The unbuilt station changed hands during the 1990s. The M Street Journal reported a proposed transfer of WVXD's construction permit from Lake Shore Communications of Chetek, Inc., to Chetek Broadcasting Co., Inc.; FCC records list that assignment application as filed November 20, 1995, and granted April 19, 1996. Chetek Broadcasting also pursued engineering changes to the construction permit, including 1996 filings involving changes to effective radiated power, antenna and transmitter location. Later in 1996, The M Street Journal reported that Chetek Broadcasting Company, Inc., and Bloomer Broadcasting Company, Inc., became Phillips Broadcasting Company, Inc.; FCC records list the related assignment application as filed October 10, 1996, and granted October 23, 1996.

The station changed call signs from WVXD to WATQ on February 14, 1997. Phillips Broadcasting filed the station's license-to-cover application on June 2, 1997, and the FCC granted the license on September 3, 1997. By 1999, radio trade publications described WATQ as a classic country station using the "Moose" identity.

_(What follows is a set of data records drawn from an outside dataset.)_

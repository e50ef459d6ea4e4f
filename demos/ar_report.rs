//! Attack rating report: a full calculator session over a small ruleset
//!
//! This example demonstrates:
//! - Assembling a `BalanceData` bundle from the four lookup tables
//! - Binding an `ArmamentCalculator` and switching affinity/level
//! - Printing per-type attack and status breakdowns
//! - Scaling grades and requirement checks

use arcalc::*;
use std::collections::HashMap;

/// Two curves: a strength curve with a hard knee at 40, and a gentler
/// arcane curve used for status buildup.
fn curves() -> HashMap<CurveId, CorrectionCurve> {
    let mut curves = HashMap::new();
    curves.insert(
        CurveId(0),
        CorrectionCurve::from_pairs([(1, 0.0), (20, 40.0), (40, 80.0), (99, 100.0)]).unwrap(),
    );
    curves.insert(
        CurveId(1),
        CorrectionCurve::from_pairs([(1, 0.0), (45, 75.0), (99, 90.0)]).unwrap(),
    );
    curves
}

fn corrections() -> HashMap<CorrectionId, CorrectionTable> {
    let mut corrections = HashMap::new();
    // Physical weapons: strength and dexterity on the knee curve.
    corrections.insert(
        CorrectionId(0),
        CorrectionTable::default()
            .with(
                Attribute::Strength,
                CorrectionEntry {
                    curve: CurveId(0),
                    multiplier: 100.0,
                },
            )
            .with(
                Attribute::Dexterity,
                CorrectionEntry {
                    curve: CurveId(0),
                    multiplier: 75.0,
                },
            ),
    );
    // Occult weapons: arcane drives both damage and buildup.
    corrections.insert(
        CorrectionId(1),
        CorrectionTable::default().with(
            Attribute::Arcane,
            CorrectionEntry {
                curve: CurveId(1),
                multiplier: 100.0,
            },
        ),
    );
    corrections
}

/// One reinforcement class, levels 0..=5: attack grows 8% per level while
/// scaling decays slightly.
fn reinforcements() -> HashMap<ReinforcementId, Vec<ReinforcementRow>> {
    let rows = (0..=5)
        .map(|level| ReinforcementRow {
            attack: DamageMap::uniform(1.0 + 0.08 * level as f64),
            effect: StatusMap::uniform(1.0 + 0.02 * level as f64),
            scaling: AttributeMap::uniform(1.0 - 0.01 * level as f64),
            ..ReinforcementRow::neutral()
        })
        .collect();

    let mut reinforcements = HashMap::new();
    reinforcements.insert(ReinforcementId(0), rows);
    reinforcements
}

fn armaments() -> HashMap<String, ArmamentDefinition> {
    let standard = AffinityVariant {
        id: 0,
        reinforcement_id: ReinforcementId(0),
        correction_id: CorrectionId(0),
        attack: DamageMap::default()
            .with(DamageType::Physical, 120.0)
            .with(DamageType::Fire, 30.0),
        guard: DamageMap::default().with(DamageType::Physical, 55.0),
        guard_boost: 42.0,
        scaling: AttributeMap::default()
            .with(Attribute::Strength, 0.85)
            .with(Attribute::Dexterity, 0.35),
        ..AffinityVariant::default()
    };

    let occult = AffinityVariant {
        id: 1,
        reinforcement_id: ReinforcementId(0),
        correction_id: CorrectionId(1),
        attack: DamageMap::default().with(DamageType::Physical, 105.0),
        effects: StatusMap::default().with(StatusType::Bleed, 60.0),
        guard: DamageMap::default().with(DamageType::Physical, 55.0),
        guard_boost: 42.0,
        scaling: AttributeMap::default().with(Attribute::Arcane, 0.9),
        ..AffinityVariant::default()
    };

    let mut affinities = HashMap::new();
    affinities.insert(String::from("Standard"), standard);
    affinities.insert(String::from("Occult"), occult);

    let mut armaments = HashMap::new();
    armaments.insert(
        String::from("Bandit Curved Sword"),
        ArmamentDefinition {
            name: String::from("Bandit Curved Sword"),
            category: String::from("Curved Sword"),
            requirements: AttributeMap::default()
                .with(Attribute::Strength, 11)
                .with(Attribute::Dexterity, 13),
            upgrade_costs: vec![600, 900, 1400, 2100, 3000],
            affinities,
            ..ArmamentDefinition::default()
        },
    );
    armaments
}

fn print_attack(calc: &ArmamentCalculator, attributes: &Attributes) {
    let rating = calc.attack_power(attributes);
    for (ty, entry) in rating.types.iter() {
        if entry.total == 0 {
            continue;
        }
        println!(
            "{}: {:.0} +{:.0} ({})",
            ty, entry.base, entry.scaling, entry.total
        );
    }
    println!(
        "total: {:.0} +{:.0} ({})",
        rating.total.base, rating.total.scaling, rating.total.total
    );
}

fn print_status(calc: &ArmamentCalculator, attributes: &Attributes) {
    for (ty, entry) in calc.status_effects(attributes).iter() {
        if entry.total == 0 {
            continue;
        }
        println!(
            "{}: {:.0} +{:.0} ({})",
            ty, entry.base, entry.scaling, entry.total
        );
    }
}

fn main() -> Result<(), RatingError> {
    let data = BalanceData::new(armaments(), reinforcements(), corrections(), curves())?;

    let player = Attributes::new(24, 18, 9, 8, 30);
    println!("Player attributes: {}", player);

    let mut calc = ArmamentCalculator::new(&data, "Bandit Curved Sword", "Standard", 0)?;
    println!(
        "\n{} [{}] +{}/{}",
        calc.armament().name,
        calc.affinity(),
        calc.level(),
        calc.max_level()
    );
    print_attack(&calc, &player);

    // Same weapon at maximum reinforcement.
    calc.set_level(calc.max_level() as i32)?;
    println!(
        "\n{} [{}] +{}/{}",
        calc.armament().name,
        calc.affinity(),
        calc.level(),
        calc.max_level()
    );
    print_attack(&calc, &player);

    println!("\nScaling grades at +{}:", calc.level());
    for attribute in Attribute::ALL {
        println!(
            "  {}: {}",
            attribute,
            calc.attribute_scaling_grade(attribute)
        );
    }

    println!("\nRequirements:");
    for attribute in Attribute::ALL {
        let required = calc.armament().requirement(attribute);
        if required > 0 {
            let met = calc.requirement_met(attribute, player.get(attribute));
            println!(
                "  {}: {} required, have {} ({})",
                attribute,
                required,
                player.get(attribute),
                if met { "ok" } else { "NOT MET" }
            );
        }
    }

    // Rebind to the occult variant; bleed buildup now scales with arcane.
    calc.set_affinity("Occult")?;
    println!(
        "\n{} [{}] +{}/{}",
        calc.armament().name,
        calc.affinity(),
        calc.level(),
        calc.max_level()
    );
    print_attack(&calc, &player);
    println!("Status buildup:");
    print_status(&calc, &player);

    println!("\nGuard:");
    println!(
        "  physical absorption: {}",
        calc.guard_absorption(DamageType::Physical)
    );
    println!("  guard boost: {}", calc.guard_boost());

    Ok(())
}
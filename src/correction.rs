//! Correction tables.
//!
//! A correction table resolves, per attribute, which correction curve applies
//! and at what flat multiplier. Tables are keyed by a correction-group id
//! referenced from an affinity variant.

use crate::attribute::{Attribute, AttributeMap};
use crate::curve::{CorrectionCurve, CurveId};
use serde::{Deserialize, Serialize};
use std::fmt;

/// Identifier of a correction group.
#[derive(
    Debug, Clone, Copy, PartialEq, Eq, Hash, PartialOrd, Ord, Default, Serialize, Deserialize,
)]
pub struct CorrectionId(pub u16);

impl fmt::Display for CorrectionId {
    fn fmt(&self, f: &mut fmt::Formatter<'_>) -> fmt::Result {
        write!(f, "{}", self.0)
    }
}

/// One attribute's correction rate: which curve applies, and a flat
/// multiplier applied after curve evaluation.
#[derive(Debug, Clone, Copy, PartialEq, Serialize, Deserialize)]
pub struct CorrectionEntry {
    pub curve: CurveId,
    pub multiplier: f64,
}

impl CorrectionEntry {
    /// Effective scaling contribution of an attribute value through this
    /// entry's curve: `evaluate(curve, value) * multiplier / 100`.
    pub fn contribution(&self, curve: &CorrectionCurve, value: u32) -> f64 {
        curve.evaluate(value) * self.multiplier / 100.0
    }
}

/// Per-attribute correction rates for one correction group.
///
/// Attributes without an entry have no mapping in this group; querying them
/// through `BalanceData` reports `UnknownAttributeMapping`.
///
/// # Examples
///
/// ```rust
/// use arcalc::{Attribute, CorrectionEntry, CorrectionTable, CurveId};
///
/// let table = CorrectionTable::default().with(
///     Attribute::Strength,
///     CorrectionEntry { curve: CurveId(0), multiplier: 100.0 },
/// );
///
/// assert!(table.entry(Attribute::Strength).is_some());
/// assert!(table.entry(Attribute::Faith).is_none());
/// ```
#[derive(Debug, Clone, Copy, PartialEq, Default, Serialize, Deserialize)]
pub struct CorrectionTable {
    entries: AttributeMap<Option<CorrectionEntry>>,
}

impl CorrectionTable {
    /// Get the correction entry for an attribute, if the group maps it.
    pub fn entry(&self, attribute: Attribute) -> Option<&CorrectionEntry> {
        self.entries.get(attribute).as_ref()
    }

    /// Set the correction entry for an attribute.
    pub fn set(&mut self, attribute: Attribute, entry: CorrectionEntry) {
        self.entries.set(attribute, Some(entry));
    }

    /// Builder-style `set`, useful when assembling tables.
    pub fn with(mut self, attribute: Attribute, entry: CorrectionEntry) -> Self {
        self.set(attribute, entry);
        self
    }

    /// Iterate over the attributes this group maps, in display order.
    pub fn iter(&self) -> impl Iterator<Item = (Attribute, &CorrectionEntry)> {
        self.entries
            .iter()
            .filter_map(|(attribute, entry)| entry.as_ref().map(|e| (attribute, e)))
    }
}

In April 1999, Cumulus Media agreed to acquire Phillips Broadcasting's Eau Claire-market stations for $14.8 million. The group included WATQ, WQRB, WBIZ, WBIZ-FM, WMEQ and WMEQ-FM. Cumulus began operating the stations under a local marketing agreement while awaiting FCC approval. In 2000, Cumulus' Eau Claire stations were included in an exchange with Clear Channel Communications. The FCC's Clear Channel/AMFM merger order listed WATQ as being assigned from Cumulus Licensing Corp. to Capstar TX L.P. under file number BALH-20000501AAT.

WATQ continued as part of Clear Channel's Eau Claire cluster. In 2002, Northpine reported that WATQ's studio was co-located with Clear Channel's other Eau Claire stations. Clear Channel's radio business was renamed iHeartMedia in 2014. FCC public notices show later corporate filings involving WATQ, including a 2020 assignment from Capstar TX, LLC to iHM Licenses, LLC and a 2024 transfer of control within iHeartMedia.

As of 2026, WATQ is licensed to Chetek, Wisconsin, as a Class C2 FM station on 106.7 MHz and is branded "Moose Country 106.7", airing a classic country format.